▶ INFORMATION PROVIDED
//! Geometry model for planar vector data, following the OGC Simple Features hierarchy.
//!
//! The crate provides points (2d and 3d), line strings, linear rings, polygons with holes, circles, arrows, rasters
//! and homogeneous or heterogeneous aggregates of those. Every geometry implements [`Geometry`], which gives access to
//! the type, emptiness, bounding box, distance and containment tests, and [`Transform`] for rotation and translation.
//! [`Geom`] wraps any of the geometries into one value.
//!
//! All computations are planar, in the units of the coordinates.
//!
//! With the `geozero` feature the geometries can be written to and read from well-known text and binary, see
//! [`WellKnown`] and [`Geom::from_text`]. The `geo-types` feature adds conversions to and from
//! [geo-types](https://docs.rs/geo-types) geometries.
//!
//! ```
//! use galileo_geometry::{Coord, Geometry, LinearRing, Point, Polygon};
//!
//! let polygon = Polygon::new(LinearRing::closed(vec![
//!     Coord::new(0.0, 0.0),
//!     Coord::new(2.0, 0.0),
//!     Coord::new(2.0, 2.0),
//!     Coord::new(0.0, 2.0),
//! ]));
//!
//! assert_eq!(polygon.area(), 4.0);
//! assert!(polygon.contains(&Point::new(1.0, 1.0)).unwrap());
//! assert_eq!(polygon.distance(&Point::new(5.0, 1.0)).unwrap(), 3.0);
//! ```

pub mod error;
pub use error::{GeometryError, Result};

mod coord;
pub use coord::*;

mod point;
pub use point::*;

mod bounding_box;
pub use bounding_box::*;

pub mod segment;

pub mod curve;
pub use curve::*;

mod line_string;
pub use line_string::*;

mod linear_ring;
pub use linear_ring::*;

mod polygon;
pub use polygon::*;

mod circle;
pub use circle::*;

mod arrow;
pub use arrow::*;

mod multi_point;
pub use multi_point::*;

mod multi_line_string;
pub use multi_line_string::*;

mod multi_polygon;
pub use multi_polygon::*;

mod collection;
pub use collection::GeometryCollection;

mod raster;
pub use raster::*;

pub mod geometry_type;
pub use geometry_type::*;

mod geometry;
pub use geometry::*;

#[cfg(feature = "geozero")]
pub mod wkt_wkb;
#[cfg(feature = "geozero")]
pub use wkt_wkb::WellKnown;

#[cfg(feature = "geo-types")]
mod geo_types;
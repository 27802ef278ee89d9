#![cfg(feature = "serde")]

use galileo_geometry::{Circle, Coord, Geom, GeometryCollection, LineString, Point};

#[test]
fn json_round_trip() {
    let geom = Geom::from(GeometryCollection::new(vec![
        Point::new(1.0, 2.0).into(),
        Point::empty().into(),
        LineString::new(vec![Coord::new(0.0, 0.0), Coord::new(1.5, -1.0)]).into(),
        Circle::new(3.0, 3.0, 0.5).unwrap().into(),
        Circle::empty().into(),
    ]));

    let json = serde_json::to_string(&geom).unwrap();
    let restored: Geom = serde_json::from_str(&json).unwrap();
    assert_eq!(restored, geom);
}
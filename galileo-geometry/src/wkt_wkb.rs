//! Well-known text and binary representation of the geometries, based on [`geozero`].
//!
//! Every geometry that has an OGC counterpart implements [`GeozeroGeometry`], so it can be written with any geozero
//! processor. [`WellKnown`] wraps the WKT and WKB writers, [`Geom::from_text`] and [`Geom::from_binary`] read them
//! back.
//!
//! Types that have no OGC counterpart are written as their closest OGC type: [`LinearRing`] as `LINESTRING` and
//! [`ArrowLineString`] as `MULTILINESTRING`. They are read back as [`LineString`] and [`MultiLineString`]
//! respectively. [`Circle`](crate::Circle) and [`Raster`](crate::Raster) cannot be written at all.
//!
//! [`Point3d`] is written with the `Z` dimension tag. A geometry collection is written in three dimensions when its
//! members are 3d points; collections that mix 2d and 3d members cannot be written, since both formats carry one
//! dimension for the whole collection.

use geozero::error::{GeozeroError, Result as GeozeroResult};
use geozero::wkb::Wkb;
use geozero::wkt::Wkt;
use geozero::{CoordDimensions, GeomProcessor, GeozeroGeometry, ToWkb};

use crate::error::{GeometryError, Result};
use crate::geometry::Geom;
use crate::{
    ArrowLineString, Coord, Curve, Geometry, GeometryCollection, LineString, LinearRing,
    MultiLineString, MultiPoint, MultiPolygon, Point, Point3d, Polygon,
};

/// Conversion of a geometry into WKT and WKB.
pub trait WellKnown: GeozeroGeometry + Sized {
    /// Fails with [`GeometryError::Unsupported`] if the geometry cannot be written so that it reads back unchanged.
    fn check_representable(&self) -> Result<()> {
        Ok(())
    }

    /// Same as [`WellKnown::check_representable`], with the additional limits of well-known text.
    fn check_text_representable(&self) -> Result<()> {
        self.check_representable()
    }

    /// Well-known text of the geometry.
    fn as_text(&self) -> Result<String> {
        self.check_text_representable()?;
        let mut writer = WktWriter::new(self.dims());
        self.process_geom(&mut writer)?;
        let text = writer.into_text();
        log::debug!("Encoded geometry as WKT of {} characters", text.len());
        Ok(text)
    }

    /// Well-known binary of the geometry.
    fn as_binary(&self) -> Result<Vec<u8>> {
        self.check_representable()?;
        let bytes = self.to_wkb(self.dims())?;
        log::debug!("Encoded geometry as WKB of {} bytes", bytes.len());
        Ok(bytes)
    }
}

impl WellKnown for Point {}
impl WellKnown for Point3d {}
impl WellKnown for LineString {}
impl WellKnown for LinearRing {}
impl WellKnown for Polygon {}
impl WellKnown for ArrowLineString {}
impl WellKnown for MultiLineString {}
impl WellKnown for MultiPolygon {}

impl WellKnown for MultiPoint {
    fn check_text_representable(&self) -> Result<()> {
        // WKT has no notation for an empty multipoint member
        if self.iter().any(Point::is_empty) {
            return Err(GeometryError::Unsupported(
                "multipoint with empty members has no well-known text",
            ));
        }

        Ok(())
    }
}

impl WellKnown for GeometryCollection {
    fn check_representable(&self) -> Result<()> {
        collection_layout(self).map(|_| ())
    }

    fn check_text_representable(&self) -> Result<()> {
        self.check_representable()?;
        self.iter().try_for_each(WellKnown::check_text_representable)
    }
}

impl WellKnown for Geom {
    fn check_representable(&self) -> Result<()> {
        layout(self).map(|_| ())
    }

    fn check_text_representable(&self) -> Result<()> {
        match self {
            Geom::MultiPoint(v) => v.check_text_representable(),
            Geom::GeometryCollection(v) => v.check_text_representable(),
            _ => self.check_representable(),
        }
    }
}

impl Geom {
    /// Parses well-known text.
    pub fn from_text(text: &str) -> Result<Geom> {
        log::debug!("Decoding WKT of {} characters", text.len());
        let mut builder = GeomBuilder::default();
        Wkt(text.as_bytes()).process_geom(&mut builder)?;
        builder.finish()
    }

    /// Parses well-known binary (ISO WKB or EWKB without SRID).
    pub fn from_binary(bytes: &[u8]) -> Result<Geom> {
        log::debug!("Decoding WKB of {} bytes", bytes.len());
        let mut builder = GeomBuilder::default();
        Wkb(bytes).process_geom(&mut builder)?;
        builder.finish()
    }
}

/// Coordinate dimensions a geometry is written with.
#[derive(Debug, Copy, Clone, PartialEq, Eq)]
enum Layout {
    Xy,
    Xyz,
}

▶ TASK PROMPT
Working from the material above, retype exactly the lines from the one with "text of the geometry." through the one with "impl WellKnown for GeometryCollection", both included, and only those lines.

▶ WORKED SOLUTION
    /// Well-known text of the geometry.
    fn as_text(&self) -> Result<String> {
        self.check_text_representable()?;
        let mut writer = WktWriter::new(self.dims());
        self.process_geom(&mut writer)?;
        let text = writer.into_text();
        log::debug!("Encoded geometry as WKT of {} characters", text.len());
        Ok(text)
    }

    /// Well-known binary of the geometry.
    fn as_binary(&self) -> Result<Vec<u8>> {
        self.check_representable()?;
        let bytes = self.to_wkb(self.dims())?;
        log::debug!("Encoded geometry as WKB of {} bytes", bytes.len());
        Ok(bytes)
    }
}

impl WellKnown for Point {}
impl WellKnown for Point3d {}
impl WellKnown for LineString {}
impl WellKnown for LinearRing {}
impl WellKnown for Polygon {}
impl WellKnown for ArrowLineString {}
impl WellKnown for MultiLineString {}
impl WellKnown for MultiPolygon {}

impl WellKnown for MultiPoint {
    fn check_text_representable(&self) -> Result<()> {
        // WKT has no notation for an empty multipoint member
        if self.iter().any(Point::is_empty) {
            return Err(GeometryError::Unsupported(
                "multipoint with empty members has no well-known text",
            ));
        }

        Ok(())
    }
}

impl WellKnown for GeometryCollection {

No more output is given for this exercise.